Vous nous faites dire que cette rationalité que nous considérons
comme le déterminant essentiel et universel de notre humanité
"semble signifier que l'intelligence réflexive
et critique trône en maître dans l'univers psychique,
sans liaison avec les autres composantes habituellement reconnues
telles l'imagination, la mémoire, etc." Après
nous avoir fait dire ce que nous n'avons jamais dit, vous nous
accusez ensuite d'une perception trop restreinte de la rationalité
et une représentation naïve de la science à
partir de vos propres déductions.

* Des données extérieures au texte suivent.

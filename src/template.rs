//! Prompt template renderer
//!
//! Pure three-stage pipeline: conditional blocks, then variable
//! substitution, then whitespace normalization. Rendering is deterministic
//! for a given context, and idempotent: the output carries no markers, so
//! rendering it again returns it unchanged.
//!
//! Syntax (as authored in the node catalog):
//! - `{% name %} ... {% endname %}` conditional block, resolved by the
//!   predicate registered under `name`
//! - `{{ variable }}` substitution from the call context

pub mod conditionals;

#[cfg(test)]
mod proptests;

pub use conditionals::Conditionals;

use crate::context::CallContext;
use regex::Regex;
use std::sync::OnceLock;

fn marker_re() -> &'static Regex {
    static RE: OnceLock<Regex> = OnceLock::new();
    RE.get_or_init(|| Regex::new(r"\{%\s*(\w+)\s*%\}").expect("valid marker regex"))
}

fn variable_re() -> &'static Regex {
    static RE: OnceLock<Regex> = OnceLock::new();
    RE.get_or_init(|| Regex::new(r"\{\{\s*(\w+)\s*\}\}").expect("valid variable regex"))
}

/// Render a template against a call context.
pub fn render(template: &str, context: &CallContext, conditionals: &Conditionals) -> String {
    if template.is_empty() {
        return String::new();
    }
    let resolved = resolve_conditionals(template, context, conditionals);
    let substituted = substitute_variables(&resolved, context);
    normalize_whitespace(&substituted)
}

/// Resolve every `{% name %} ... {% endname %}` block.
///
/// Each distinct marker name is evaluated once per pass; every occurrence of
/// the name resolves the same way. An unregistered name is fail-open: the
/// block content is kept, the markers are stripped, and a warning is logged.
pub fn resolve_conditionals(
    template: &str,
    context: &CallContext,
    conditionals: &Conditionals,
) -> String {
    let mut names: Vec<String> = Vec::new();
    for cap in marker_re().captures_iter(template) {
        let name = &cap[1];
        if name.starts_with("end") {
            continue;
        }
        if !names.iter().any(|n| n == name) {
            names.push(name.to_string());
        }
    }

    let mut result = template.to_string();
    for name in &names {
        let keep = match conditionals.evaluate(name, context) {
            Some(keep) => keep,
            None => {
                tracing::warn!(marker = %name, "unknown conditional marker, keeping content");
                true
            }
        };
        result = resolve_block(&result, name, keep);
    }

    // Anything still marker-shaped at this point is an unbalanced pair;
    // strip it so the output never carries markers.
    if marker_re().is_match(&result) {
        tracing::warn!("stripping unbalanced conditional markers");
        result = marker_re().replace_all(&result, "").into_owned();
    }
    result
}

fn resolve_block(template: &str, name: &str, keep: bool) -> String {
    let escaped = regex::escape(name);
    let pattern = format!(r"(?s)\{{%\s*{escaped}\s*%\}}(.*?)\{{%\s*end{escaped}\s*%\}}");
    let re = Regex::new(&pattern).expect("valid block regex");
    if keep {
        re.replace_all(template, "$1").into_owned()
    } else {
        re.replace_all(template, "").into_owned()
    }
}

/// Replace `{{ variable }}` placeholders with the string form of the
/// matching context field. Absent or null fields become the empty string.
pub fn substitute_variables(template: &str, context: &CallContext) -> String {
    variable_re()
        .replace_all(template, |cap: &regex::Captures<'_>| {
            let name = &cap[1];
            match context.lookup_str(name) {
                Some(value) => value,
                None => {
                    tracing::debug!(variable = %name, "variable not in context");
                    String::new()
                }
            }
        })
        .into_owned()
}

/// Collapse runs of three or more newlines to one blank line, strip trailing
/// whitespace from otherwise-blank lines, and trim leading/trailing blank
/// lines. Content-bearing lines are left intact.
pub fn normalize_whitespace(text: &str) -> String {
    static BLANK_RUN: OnceLock<Regex> = OnceLock::new();
    let blank_run = BLANK_RUN.get_or_init(|| Regex::new(r"\n{3,}").expect("valid regex"));

    let collapsed = blank_run.replace_all(text, "\n\n");
    let mut lines: Vec<&str> = collapsed
        .split('\n')
        .map(|line| if line.trim().is_empty() { "" } else { line })
        .collect();

    while lines.first().is_some_and(|l| l.is_empty()) {
        lines.remove(0);
    }
    while lines.last().is_some_and(|l| l.is_empty()) {
        lines.pop();
    }
    lines.join("\n")
}

/// Variable names referenced by a template, in order of first appearance.
pub fn referenced_variables(template: &str) -> Vec<String> {
    let mut names = Vec::new();
    for cap in variable_re().captures_iter(template) {
        let name = cap[1].to_string();
        if !names.contains(&name) {
            names.push(name);
        }
    }
    names
}

#[cfg(test)]
mod tests {
    use super::*;
    use crate::catalog::NodeId;
    use crate::context::Language;
    use serde_json::{json, Map, Value};

    fn ctx_with(entries: &[(&str, Value)]) -> CallContext {
        let mut seed = Map::new();
        for (k, v) in entries {
            seed.insert((*k).to_string(), v.clone());
        }
        CallContext::new("CA1", seed, NodeId::from("n61"), Language::En)
    }

    #[test]
    fn substitutes_known_variables() {
        let ctx = ctx_with(&[("FirstName", json!("John")), ("DaysLate", json!(45))]);
        let out = substitute_variables("Hi {{FirstName}}, you are {{DaysLate}} days late.", &ctx);
        assert_eq!(out, "Hi John, you are 45 days late.");
    }

    #[test]
    fn absent_variables_become_empty() {
        let ctx = ctx_with(&[]);
        assert_eq!(
            substitute_variables("Hello {{ Missing }}!", &ctx),
            "Hello !"
        );
    }

    #[test]
    fn false_predicate_removes_block() {
        let mut conds = Conditionals::new();
        conds.register("x", |_| false);
        let ctx = ctx_with(&[]);
        assert_eq!(render("{%x%}A{%endx%}B", &ctx, &conds), "B");
    }

    #[test]
    fn true_predicate_keeps_content() {
        let mut conds = Conditionals::new();
        conds.register("x", |_| true);
        let ctx = ctx_with(&[]);
        assert_eq!(render("{%x%}A{%endx%}B", &ctx, &conds), "AB");
    }

    #[test]
    fn unknown_marker_is_fail_open() {
        let ctx = ctx_with(&[]);
        let out = render("{% mystery %}keep me{% endmystery %}", &ctx, &Conditionals::new());
        assert_eq!(out, "keep me");
    }

    #[test]
    fn every_occurrence_resolves_the_same_way() {
        let mut conds = Conditionals::new();
        conds.register("es", |_| false);
        let ctx = ctx_with(&[]);
        let out = render(
            "{%es%}hola{%endes%}hello{%es%}adios{%endes%}goodbye",
            &ctx,
            &conds,
        );
        assert_eq!(out, "hellogoodbye");
    }

    #[test]
    fn blocks_span_lines() {
        let mut conds = Conditionals::new();
        conds.register("x", |_| false);
        let ctx = ctx_with(&[]);
        let out = render("before\n{% x %}\nline one\nline two\n{% endx %}\nafter", &ctx, &conds);
        assert_eq!(out, "before\n\nafter");
    }

    #[test]
    fn whitespace_normalization() {
        assert_eq!(normalize_whitespace("a\n\n\n\n\nb"), "a\n\nb");
        assert_eq!(normalize_whitespace("\n\na\n\n"), "a");
        assert_eq!(normalize_whitespace("a  \t\nb"), "a  \t\nb");
        assert_eq!(normalize_whitespace("a\n   \t\nb"), "a\n\nb");
    }

    #[test]
    fn render_is_idempotent_on_examples() {
        let mut conds = Conditionals::new();
        conds.register("en", |c| c.language == Language::En);
        conds.register("es", |c| c.language == Language::Es);
        let ctx = ctx_with(&[("FirstName", json!("John"))]);

        for template in [
            "{%en%}Hello {{FirstName}}{%enden%}{%es%}Hola {{FirstName}}{%endes%}",
            "plain text\n\n\n\nwith gaps",
            "{{Missing}} and {% unknown %}body{% endunknown %}",
        ] {
            let once = render(template, &ctx, &conds);
            let twice = render(&once, &ctx, &conds);
            assert_eq!(once, twice, "template: {template}");
        }
    }

    #[test]
    fn referenced_variables_are_deduped_in_order() {
        let vars = referenced_variables("{{a}} {{b}} {{a}} {{c}}");
        assert_eq!(vars, vec!["a", "b", "c"]);
    }
}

Nous ne savons pas si
c'est la façon qu'on vous enseigne à réfléchir
en théologie, mais dans notre milieu, cela est simplement
considéré comme un manque d'intégrité
intellectuelle.
Vous nous reprochez, comme si cela était un crime de lèse-majesté,
d'avoir utilisé le concept " découvrir "
plutôt que " construire " en parlant de la science
et de la sagesse humaine qui découvrirent progressivement
les déterminants de notre nature. Nous avons alors eu droit
à notre petite leçon d'épistémologie.
Pourtant dans Au fil des événements où
votre critique a paru, on annonce la découverte
et non la construction de la mère de toutes les
plantes vertes par trois chercheurs de Laval, sans que personne
ne s'en scandalise.
En parlant d'épistémologie, nous avons remarqué
que vous utilisez les termes de connaissances religieuses
et de croyances religieuses sans faire de distinction,
laissant par là sous-entendre que les concepts de connaissance
et de croyance sont en quelque sorte synonymes. Pourtant,
si les croyances étaient des connaissances, on n'aurait
nullement besoin de la foi pour les faire accepter comme des vérités.

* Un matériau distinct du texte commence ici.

//! Customer, team, and agent lookup
//!
//! Resolves the callee's phone number to a loan record, the calling team,
//! and the agent personas the team speaks with. HTTP-backed when an
//! endpoint is configured; otherwise the built-in roster serves development
//! and test traffic.

use crate::context::Language;
use async_trait::async_trait;
use serde::{Deserialize, Serialize};
use serde_json::{Map, Value};
use std::collections::HashMap;
use std::time::Duration;
use thiserror::Error;

#[derive(Debug, Error)]
pub enum DirectoryError {
    #[error("directory request failed: {0}")]
    Network(String),
    #[error("directory returned status {0}")]
    Status(u16),
    #[error("directory response malformed: {0}")]
    Decode(String),
}

/// Loan/customer record as served by the servicing API. Field names match
/// the upstream payload and double as template variables, so the seed map
/// keeps them verbatim.
#[derive(Debug, Clone, Default, Serialize, Deserialize)]
#[serde(rename_all = "PascalCase", default)]
pub struct CustomerRecord {
    pub first_name: String,
    pub last_name: String,
    #[serde(rename = "LoanID")]
    pub loan_id: String,
    #[serde(rename = "DOB")]
    pub dob: String,
    pub account_number_last_four: String,
    pub total_amount_due: Value,
    pub monthly_payment: Value,
    pub property_address: String,
    pub restrict_auto_pay_draft: String,
    pub days_late: Value,
    pub fees_balance: Value,
    pub next_payment_due_date: String,
    pub escrow_balance: Value,
    pub principal_balance: Value,
    #[serde(rename = "LenderID")]
    pub lender_id: String,
}

impl CustomerRecord {
    /// Context seed entries, keyed the way templates reference them.
    pub fn to_seed(&self) -> Map<String, Value> {
        match serde_json::to_value(self) {
            Ok(Value::Object(map)) => map,
            _ => Map::new(),
        }
    }
}

#[derive(Debug, Clone, Serialize, Deserialize, Default)]
pub struct ClientRecord {
    #[serde(rename = "CompanyName", default)]
    pub company_name: String,
    #[serde(rename = "LenderID", default)]
    pub lender_id: String,
}

#[derive(Debug, Clone)]
pub struct Team {
    pub team_id: String,
    pub client_name: String,
}

/// A voice persona the agent can speak as: display name plus per-language
/// synthesis voice models.
#[derive(Debug, Clone)]
pub struct AgentPersona {
    pub name: String,
    pub voices: HashMap<Language, String>,
}

impl AgentPersona {
    pub fn voice(&self, language: Language) -> &str {
        self.voices
            .get(&language)
            .map_or("aura-asteria-en", String::as_str)
    }
}

#[async_trait]
pub trait Directory: Send + Sync {
    async fn customer_by_phone(&self, phone: &str)
        -> Result<Option<CustomerRecord>, DirectoryError>;
    async fn client_by_lender(&self, lender_id: &str)
        -> Result<Option<ClientRecord>, DirectoryError>;
    async fn team_for(&self, agent_phone: &str) -> Result<Option<Team>, DirectoryError>;
    async fn agents_for(&self, team_id: &str) -> Result<Vec<AgentPersona>, DirectoryError>;
}

fn builtin_roster() -> Vec<AgentPersona> {
    vec![AgentPersona {
        name: "Sarah Mitchell".to_string(),
        voices: HashMap::from([
            (Language::En, "aura-asteria-en".to_string()),
            (Language::Es, "aura-stella-en".to_string()),
        ]),
    }]
}

// ============================================================================
// HTTP implementation
// ============================================================================

#[derive(Debug, Clone)]
pub struct DirectoryConfig {
    pub base_url: String,
    pub api_key: String,
    pub api_user: String,
}

impl DirectoryConfig {
    pub fn from_env() -> Option<Self> {
        let base_url = std::env::var("DIRECTORY_URL").ok()?;
        Some(Self {
            base_url,
            api_key: std::env::var("DIRECTORY_API_KEY").unwrap_or_default(),
            api_user: std::env::var("DIRECTORY_API_USER").unwrap_or_default(),
        })
    }
}

/// Servicing-API-backed directory. Teams and personas come from the
/// built-in roster; customer and client records come from the API.
pub struct HttpDirectory {
    client: reqwest::Client,
    config: DirectoryConfig,
}

impl HttpDirectory {
    pub fn new(config: DirectoryConfig) -> Self {
        let client = reqwest::Client::builder()
            .timeout(Duration::from_secs(10))
            .build()
            .expect("reqwest client");
        Self { client, config }
    }

    async fn fetch<T: serde::de::DeserializeOwned>(
        &self,
        path: &str,
        query: &[(&str, &str)],
    ) -> Result<Option<T>, DirectoryError> {
        let url = format!("{}/{}/{}", self.config.base_url, path, self.config.api_user);
        let response = self
            .client
            .get(&url)
            .query(query)
            .header("Authorization", &self.config.api_key)
            .send()
            .await
            .map_err(|e| DirectoryError::Network(e.to_string()))?;

        let status = response.status();
        if status == reqwest::StatusCode::NOT_FOUND {
            return Ok(None);
        }
        if !status.is_success() {
            return Err(DirectoryError::Status(status.as_u16()));
        }
        response
            .json()
            .await
            .map(Some)
            .map_err(|e| DirectoryError::Decode(e.to_string()))
    }
}

#[async_trait]
impl Directory for HttpDirectory {
    async fn customer_by_phone(
        &self,
        phone: &str,
    ) -> Result<Option<CustomerRecord>, DirectoryError> {
        self.fetch("customerdaily", &[("PhoneNumber", phone)]).await
    }

    async fn client_by_lender(
        &self,
        lender_id: &str,
    ) -> Result<Option<ClientRecord>, DirectoryError> {
        self.fetch("clientlookup", &[("LenderID", lender_id)]).await
    }

    async fn team_for(&self, _agent_phone: &str) -> Result<Option<Team>, DirectoryError> {
        Ok(Some(Team {
            team_id: "team-collections".to_string(),
            client_name: "Essex Mortgage".to_string(),
        }))
    }

    async fn agents_for(&self, _team_id: &str) -> Result<Vec<AgentPersona>, DirectoryError> {
        Ok(builtin_roster())
    }
}

// ============================================================================
// Static implementation (dev/test)
// ============================================================================

/// Fully static directory used when no endpoint is configured.
pub struct StaticDirectory;

#[async_trait]
impl Directory for StaticDirectory {
    async fn customer_by_phone(
        &self,
        _phone: &str,
    ) -> Result<Option<CustomerRecord>, DirectoryError> {
        let record: CustomerRecord = serde_json::from_value(serde_json::json!({
            "FirstName": "John",
            "LastName": "Smith",
            "LoanID": "LN123456",
            "DOB": "1985-06-15",
            "AccountNumberLastFour": "7890",
            "TotalAmountDue": 2500.00,
            "MonthlyPayment": 1200.00,
            "PropertyAddress": "123 Main St, Orlando, FL 32801",
            "RestrictAutoPayDraft": "N",
            "DaysLate": 45,
            "FeesBalance": 150.00,
            "NextPaymentDueDate": "2026-09-01",
            "EscrowBalance": 3500.00,
            "PrincipalBalance": 185000.00,
            "LenderID": "LENDER001"
        }))
        .map_err(|e| DirectoryError::Decode(e.to_string()))?;
        Ok(Some(record))
    }

    async fn client_by_lender(
        &self,
        lender_id: &str,
    ) -> Result<Option<ClientRecord>, DirectoryError> {
        Ok(Some(ClientRecord {
            company_name: "Essex Mortgage".to_string(),
            lender_id: lender_id.to_string(),
        }))
    }

    async fn team_for(&self, _agent_phone: &str) -> Result<Option<Team>, DirectoryError> {
        Ok(Some(Team {
            team_id: "team-collections".to_string(),
            client_name: "Essex Mortgage".to_string(),
        }))
    }

    async fn agents_for(&self, _team_id: &str) -> Result<Vec<AgentPersona>, DirectoryError> {
        Ok(builtin_roster())
    }
}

Si vous connaissiez la distinction entre ces deux importants concepts,
on pourrait encore une fois vous accuser de manquer non seulement
de rigueur mais également d'intégrité intellectuelle.

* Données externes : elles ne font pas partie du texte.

//! Dialogue transition engine
//!
//! A deterministic rule machine: global triggers are checked first for every
//! node, then the current node's own rules, all in declared order with
//! first-match-wins. When nothing fires the call stays on the current node.
//! The concrete rule table is business configuration ([`table::RuleTable`]);
//! the engine itself knows nothing about individual nodes.

mod engine;
mod rules;
mod table;

pub use engine::next_node;
pub use rules::{Condition, ExtractedVars, Rule};
pub use table::{RuleTable, VERIFY_ATTEMPT_CEILING};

Nous préférons penser que vous êtes un débutant
qui n'a pas encore maîtrisé les concepts fondamentaux
de son futur champ de pratique professionnelle.
Ce n'est pas parce qu'une affirmation est reconnue depuis des
siècles qu'elle est nécessairement vraie. Continuer
à affirmer que " l'homme est un animal raisonnable
" après les horreurs du XXe siècle est un abus
de langage. L'être humain est uniquement capable
de rationalité. Sa rationalité lui est donnée
qu'en potentialité. Rien ne l'oblige à la développer
ou de l'utiliser raisonnablement. C'est là la tâche
principale de l'éducation qui s'en acquitte malheureusement
très mal.
Quand vous nous reprochez de ne pas avoir nommé d'autres
déterminants de la nature humaine qui découlent
de la rationalité, nous avons le goût de vous demander
soit d'apprendre à lire un texte, soit de vous acheter
une paire de lunettes puisque dans le texte c'est bien écrit
" conscience de soi, liberté, moralité,
responsabilité, etc. " comme étant des
déterminants découlant de la rationalité.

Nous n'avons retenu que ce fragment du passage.